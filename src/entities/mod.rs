mod coordinates;
mod draft;
mod service;
mod shortcut;
mod suggestion;

pub use coordinates::{is_valid_coordinates, Coordinates, Degrees};
pub use draft::{Draft, Field, FieldQuery};
pub use service::{CabService, ServiceSelection};
pub use shortcut::Shortcut;
pub use suggestion::Suggestion;
//! # managed-di
//!
//! A type-keyed dependency registry with lazily built provider graphs.
//!
//! Constructors declare the type they produce and the types they need.
//! Registering a constructor files it under every type in the declared type's
//! base chain, so a dependency can be requested by any supertype or generic
//! specialization it answers to. Providers are built on first resolution and
//! kept, so singletons stay singletons for the registry's lifetime.
//!
//! ## Quick Start
//!
//! ```rust
//! use managed_di::{Constructor, Nominal, Parameter, ProviderKind, Registry};
//! use std::sync::Arc;
//!
//! struct Database {
//!     url: String,
//! }
//!
//! struct UserService {
//!     db: Arc<Database>,
//! }
//!
//! let mut registry = Registry::new();
//! registry.register_value(Database { url: "postgres://localhost".to_string() })?;
//! registry.register_constructor(
//!     Constructor::class(Nominal::of::<UserService>())
//!         .param(Parameter::positional("db", Nominal::of::<Database>()))
//!         .build(|args| Ok(UserService { db: args.get("db")? })),
//!     ProviderKind::Singleton,
//! )?;
//!
//! let service = registry.get::<UserService>()?;
//! assert_eq!(service.db.url, "postgres://localhost");
//! # Ok::<(), managed_di::DiError>(())
//! ```
//!
//! ## Provider Kinds
//!
//! - **Singleton**: constructed on first use, the same instance afterwards
//! - **Factory**: a fresh instance on every resolution
//!
//! ## Supertypes and Collections
//!
//! ```rust
//! use managed_di::{Constructor, Nominal, ProviderKind, Registry, TypeExpr};
//!
//! struct Plugin;
//! struct Audit;
//! struct Metrics;
//!
//! let plugin = Nominal::of::<Plugin>();
//! let audit = Nominal::class::<Audit>().extends(plugin.clone()).build();
//! let metrics = Nominal::class::<Metrics>().extends(plugin.clone()).build();
//!
//! let mut registry = Registry::new();
//! registry
//!     .register_constructor(Constructor::record(audit).build(|_| Ok(Audit)), ProviderKind::Singleton)?
//!     .register_constructor(Constructor::record(metrics).build(|_| Ok(Metrics)), ProviderKind::Singleton)?;
//!
//! let plugins = registry.get_dependency(TypeExpr::list_of(plugin))?;
//! assert_eq!(plugins.as_list()?.len(), 2);
//! # Ok::<(), managed_di::DiError>(())
//! ```
//!
//! ## Optional Dependencies
//!
//! ```rust
//! use managed_di::{Nominal, Registry, TypeExpr};
//!
//! struct Cache;
//!
//! let registry = Registry::new();
//! let cache = registry.get_dependency(TypeExpr::optional(Nominal::of::<Cache>()))?;
//! assert!(cache.is_null());
//! # Ok::<(), managed_di::DiError>(())
//! ```
//!
//! ## Scanning
//!
//! Constructors marked in an [`Annotations`] table are registered by walking
//! a [`Module`] tree with [`Registry::scan`].
//!
//! ## Features
//!
//! - `config`: serde support for [`RegistryConfig`] and JSON loading
//! - `diagnostics`: `Registry::to_debug_string`, a dump of the key table

pub mod annotations;
pub mod config;
pub mod descriptors;
pub mod error;
pub mod key;
pub mod lifetime;
pub mod provider;
pub mod registration;
pub mod registry;
pub mod typing;
pub mod value;

mod internal;

pub use annotations::{Annotations, DependencyOption};
pub use config::RegistryConfig;
pub use descriptors::RegistrationDescriptor;
pub use error::{DiError, DiResult};
pub use key::{Nominal, NominalBuilder, NominalKind};
pub use lifetime::ProviderKind;
pub use provider::{
    Arguments, FactoryProvider, ListProvider, ObjectProvider, Provider, ProviderRef, SingletonProvider,
};
pub use registration::{Constructor, Field, Parameter, ParameterKind, RecordBuilder, SignatureBuilder};
pub use registry::{DependencyModule, Module, Registry, RegistryExt};
pub use typing::{compute_base_chain, normalize, unpack_if_union, TypeDescriptor, TypeExpr};
pub use value::{AnyArc, Value};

• [EXERCISE BRIEF]
Give the lines again, exactly as they stand, from the beginning of the data through the line with "supertype or generic".

• [ANSWER AREA]
filename src/entities/mod.rs
mod coordinates;
mod draft;
mod service;
mod shortcut;
mod suggestion;

pub use coordinates::{is_valid_coordinates, Coordinates, Degrees};
pub use draft::{Draft, Field, FieldQuery};
pub use service::{CabService, ServiceSelection};
pub use shortcut::Shortcut;
pub use suggestion::Suggestion;
//! # managed-di
//!
//! A type-keyed dependency registry with lazily built provider graphs.
//!
//! Constructors declare the type they produce and the types they need.
//! Registering a constructor files it under every type in the declared type's
//! base chain, so a dependency can be requested by any supertype or generic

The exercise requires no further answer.